The Gospel and Nature Conservation
Peter Harris is International Director of A Rocha (Portuguese for “The Rock”), an “international conservation organization working to care for God’s world.”
Amongst evangelicals, the authority of Scripture is not in question. Furthermore, everyone agrees that because we all care about the people we know, we want them to be able to accept that Jesus Christ is their Lord more than anything else we might wish for them. So perhaps it is particularly hard for us to come to terms with the realization that even so we have fallen into deeply unbiblical ways of thinking about people, the world we live in, and the gospel itself. Very often in discussion of what constitutes mission, it seems we want to force a choice between loving God and caring for what we call society, or even more so the environment. However by doing so we express one of our more common evangelical heresies—namely that we can show we love God only by a very restricted range of activities that we arbitrarily label “spiritual” (our lists all differ—but caring for the environment is clearly off-limits for most). In this view of things, which owes a lot to Plato and subsequently the Enlightenment, but little to Scripture, the rest of what we do in life has little to do with God and even less to do with our expression of the gospel. As a corrective, we should rediscover the following:
God cares about people, not just souls.
In Romans 12:1, Paul urges us to offer our bodies to God as a spiritual act of worship. This should not surprise us—after all we are followers of Jesus who took on the elements of His own creation and laid them down to give us eternal life, and then in His resurrection body ate with His disciples. But sadly we can easily fall into thinking that “spiritual,” by which the Bible means what is of God’s Spirit, implies “non-material”—and here Plato appears again! As God has committed Himself to the future of His creation by the resurrection of Jesus’ body, we make a tragic mistake if we become indifferent to the well-being of creation—and we will consign much of our human experience to a place outside the lordship of Christ.

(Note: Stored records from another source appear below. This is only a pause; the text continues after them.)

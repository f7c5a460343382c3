//! Error types for drag-reorder operations.

use thiserror::Error;

/// Result type for reorder operations.
pub type Result<T> = std::result::Result<T, ReorderError>;

/// Why an open drag session no longer matches the list it was begun on.
#[derive(Debug, Clone, PartialEq, Eq, Error)]
pub enum StaleReason {
    /// The list length changed while the session was open.
    #[error("list length changed from {expected} to {actual}")]
    LengthChanged {
        /// Length captured when the drag began.
        expected: usize,
        /// Length observed at commit time.
        actual: usize,
    },

    /// The item at the captured source index is no longer the dragged item.
    #[error("item at index {index} is not the item the drag started on")]
    IdentityMismatch {
        /// The source index captured when the drag began.
        index: usize,
    },
}

/// Errors produced while driving a reorder gesture.
#[derive(Debug, Clone, PartialEq, Eq, Error)]
pub enum ReorderError {
    /// An index does not address a valid position in the list.
    #[error("index {index} out of range for list of length {len}")]
    IndexOutOfRange {
        /// The offending index as supplied by the caller.
        index: isize,
        /// The list length the index was checked against.
        len: usize,
    },

    /// The list was mutated between `begin_drag` and `commit`.
    #[error("drag session is stale: {reason}")]
    StaleSession {
        /// What changed under the session.
        reason: StaleReason,
    },

    /// `begin_drag` was called while another session was still open.
    #[error("a drag session is already active")]
    SessionAlreadyActive,

    /// The operation requires an open drag session and none exists.
    #[error("no drag session is active")]
    NoActiveSession,
}

impl ReorderError {
    /// Creates a stale-session error for a list whose length changed.
    pub fn stale_length(expected: usize, actual: usize) -> Self {
        Self::StaleSession {
            reason: StaleReason::LengthChanged { expected, actual },
        }
    }

    /// Creates a stale-session error for a source item that was replaced.
    pub fn stale_identity(index: usize) -> Self {
        Self::StaleSession {
            reason: StaleReason::IdentityMismatch { index },
        }
    }
}

#[cfg(test)]
mod tests {
    use super::*;

    #[test]
    fn test_error_display() {
        let err = ReorderError::IndexOutOfRange { index: -3, len: 4 };
        assert_eq!(err.to_string(), "index -3 out of range for list of length 4");

        let err = ReorderError::stale_length(4, 5);
        assert_eq!(
            err.to_string(),
            "drag session is stale: list length changed from 4 to 5"
        );

        let err = ReorderError::SessionAlreadyActive;
        assert_eq!(err.to_string(), "a drag session is already active");
    }

    #[test]
    fn test_stale_constructors() {
        assert_eq!(
            ReorderError::stale_identity(2),
            ReorderError::StaleSession {
                reason: StaleReason::IdentityMismatch { index: 2 },
            }
        );
    }
}
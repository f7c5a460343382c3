//! Item identity for reorderable lists.
//!
//! The engine never inspects item payloads. All it needs is a stable,
//! position-independent identity per item so that a commit can detect when
//! the list changed underneath an open drag session. Hosts either implement
//! [`OrderedItem`] on their own row type or wrap plain values in [`Keyed`].

use std::sync::atomic::{AtomicU64, Ordering};

/// Counter for process-unique item IDs. Starts at 1 so 0 stays free for
/// hosts that want a sentinel in their own keying schemes.
static ITEM_ID_COUNTER: AtomicU64 = AtomicU64::new(1);

/// Stable identity of an item, independent of its current position.
///
/// IDs compare by value only. Two lists may reuse the same raw IDs without
/// interfering, since a session is only ever validated against the list it
/// was begun on.
#[derive(Debug, Clone, Copy, PartialEq, Eq, PartialOrd, Ord, Hash)]
pub struct ItemId(u64);

impl ItemId {
    /// Allocates a fresh process-unique ID.
    pub fn unique() -> Self {
        Self(ITEM_ID_COUNTER.fetch_add(1, Ordering::Relaxed))
    }

    /// Wraps an identifier the host already maintains, such as a database
    /// key or a content hash.
    pub const fn from_raw(raw: u64) -> Self {
        Self(raw)
    }

    /// Returns the raw identifier value.
    pub const fn raw(self) -> u64 {
        self.0
    }
}

/// Trait for items that can participate in drag reordering.
pub trait OrderedItem {
    /// Returns the stable identity of this item.
    ///
    /// The ID must stay constant for as long as the item is in the list and
    /// must be unique within that list.
    fn item_id(&self) -> ItemId;
}

impl OrderedItem for ItemId {
    fn item_id(&self) -> ItemId {
        *self
    }
}

/// Payload wrapper that pairs a value with a stable [`ItemId`].
///
/// Convenient for hosts whose row type has no natural key of its own:
///
/// ```
/// use horizon_reorder::Keyed;
///
/// let rows = Keyed::wrap(["alpha", "beta"]);
/// assert_eq!(*rows[0].value(), "alpha");
/// assert_ne!(rows[0].id(), rows[1].id());
/// ```
#[derive(Debug, Clone, PartialEq, Eq)]
pub struct Keyed<T> {
    id: ItemId,
    value: T,
}

impl<T> Keyed<T> {
    /// Wraps a value with a freshly allocated ID.
    pub fn new(value: T) -> Self {
        Self {
            id: ItemId::unique(),
            value,
        }
    }

    /// Wraps a value with an ID the host chose itself.
    pub const fn with_id(id: ItemId, value: T) -> Self {
        Self { id, value }
    }

    /// Returns the stable ID of this entry.
    pub const fn id(&self) -> ItemId {
        self.id
    }

    /// Returns a reference to the wrapped value.
    pub const fn value(&self) -> &T {
        &self.value
    }

    /// Returns a mutable reference to the wrapped value.
    ///
    /// Mutating the payload does not disturb an open drag session; only the
    /// ID participates in staleness checks.
    pub fn value_mut(&mut self) -> &mut T {
        &mut self.value
    }

    /// Consumes the entry and returns the wrapped value.
    pub fn into_value(self) -> T {
        self.value
    }

    /// Wraps each value in order, allocating a fresh ID per entry.
    pub fn wrap<I>(values: I) -> Vec<Self>
    where
        I: IntoIterator<Item = T>,
    {
        values.into_iter().map(Self::new).collect()
    }
}

impl<T> OrderedItem for Keyed<T> {
    fn item_id(&self) -> ItemId {
        self.id
    }
}

#[cfg(test)]
mod tests {
    use super::*;

    #[test]
    fn test_unique_ids_are_distinct() {
        let a = ItemId::unique();
        let b = ItemId::unique();
        assert_ne!(a, b);
    }

    #[test]
    fn test_raw_roundtrip() {
        let id = ItemId::from_raw(42);
        assert_eq!(id.raw(), 42);
        assert_eq!(id, ItemId::from_raw(42));
    }

    #[test]
    fn test_keyed_accessors() {
        let mut entry = Keyed::new(String::from("hello"));
        assert_eq!(entry.value(), "hello");
        assert_eq!(entry.item_id(), entry.id());

        entry.value_mut().push_str(" world");
        assert_eq!(entry.into_value(), "hello world");
    }

    #[test]
    fn test_with_id_keeps_host_key() {
        let entry = Keyed::with_id(ItemId::from_raw(7), "payload");
        assert_eq!(entry.id().raw(), 7);
    }

    #[test]
    fn test_wrap_preserves_order() {
        let rows = Keyed::wrap(["a", "b", "c"]);
        let values: Vec<&str> = rows.iter().map(|row| *row.value()).collect();
        assert_eq!(values, ["a", "b", "c"]);

        let ids: Vec<ItemId> = rows.iter().map(Keyed::id).collect();
        assert_eq!(ids.len(), 3);
        assert_ne!(ids[0], ids[1]);
        assert_ne!(ids[1], ids[2]);
    }

    #[test]
    fn test_item_id_implements_ordered_item() {
        let id = ItemId::from_raw(9);
        assert_eq!(id.item_id(), id);
    }
}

The gospel doesn’t stop with people.
Paul tells us earlier in Romans 8 that the whole creation will share in the glorious freedom of the children of God. Rather than cutting out parts of our experience from the possibility of redemption, the challenge for Christians is to find creative ways of drawing it all in. In Lebanon, the A Rocha team has seen how indiscriminate hunting is helping to drive rare migrant birds of prey to the brink of extinction. They know that the whole creation is called to give glory to God, and as they see the spiralling groups of birds making their way up the Bekaa valley in the spring sunshine against the shining background of Mount Hermon, it is easy to get a glimpse of what that means. But this is a witness which will be lost without a major effort to protect the birds and work to awaken the attention of those who live under this phenomenal spectacle. So they have been able to conserve one of the major migratory staging posts at the Aammiq marshes and to set up an extensive schools program, both of which have attracted a lot of national attention. In multi-religious Lebanon, it is natural to explain that love for the Creator, Jesus Christ, inspires this Christian project.
Mission is not just preaching.
It never has been, or Jesus would have left the sick unhealed. But behind the false dichotomy between evangelism and caring for creation are some unreliable and unfounded assumptions about the nature of mission. Maybe it needs a modern C. S. Lewis to do justice to the logical flaws which infest them, but they are roughly similar to an argument which might run: “You can get to London in a car—so unless you have a car, you can’t get to London.” In other words, often the love of God is explained and shown by preaching, but that doesn’t have to be the only way. The explanation of Christ is essential, yes—but before that, how do you propose to get a hearing, and where will you be heard? Near Arles, where we work with A Rocha France, less than two percent of people now have anything to do with a Christian church. Over half those who live in our local towns are Muslims, and those who aren’t hold few particular organized beliefs. Among those they do hold are convictions that life and religion are firmly divided. Economics, the arts, environment, money, sex, and all the new ways of being family have nothing to do with belief and so can safely be left to those involved in public life. Religion is a private affair for those who like that kind of thing. So any visitor to the A Rocha field study center is confronted immediately by a challenge to all of that. The environmental questions that the team are working on include not just the technical “how” and “what” of nature conservation, but the “why” questions too. What we are working on and the way we work, at its best, makes clear the character of the Creator. Inevitably discussions follow. Our national chairman, Pierre Berthoud, is dean of the theological faculty in Aix, and he recently explained. “Most French people are ‘spontaneously anti-Christian,’ but at the same time they are increasingly environment-conscious.” There, then, is a point of contact from which we can declare the full counsel and love of God, which covers all of Creation—from the birds of Lebanon to our Muslim neighbors in France.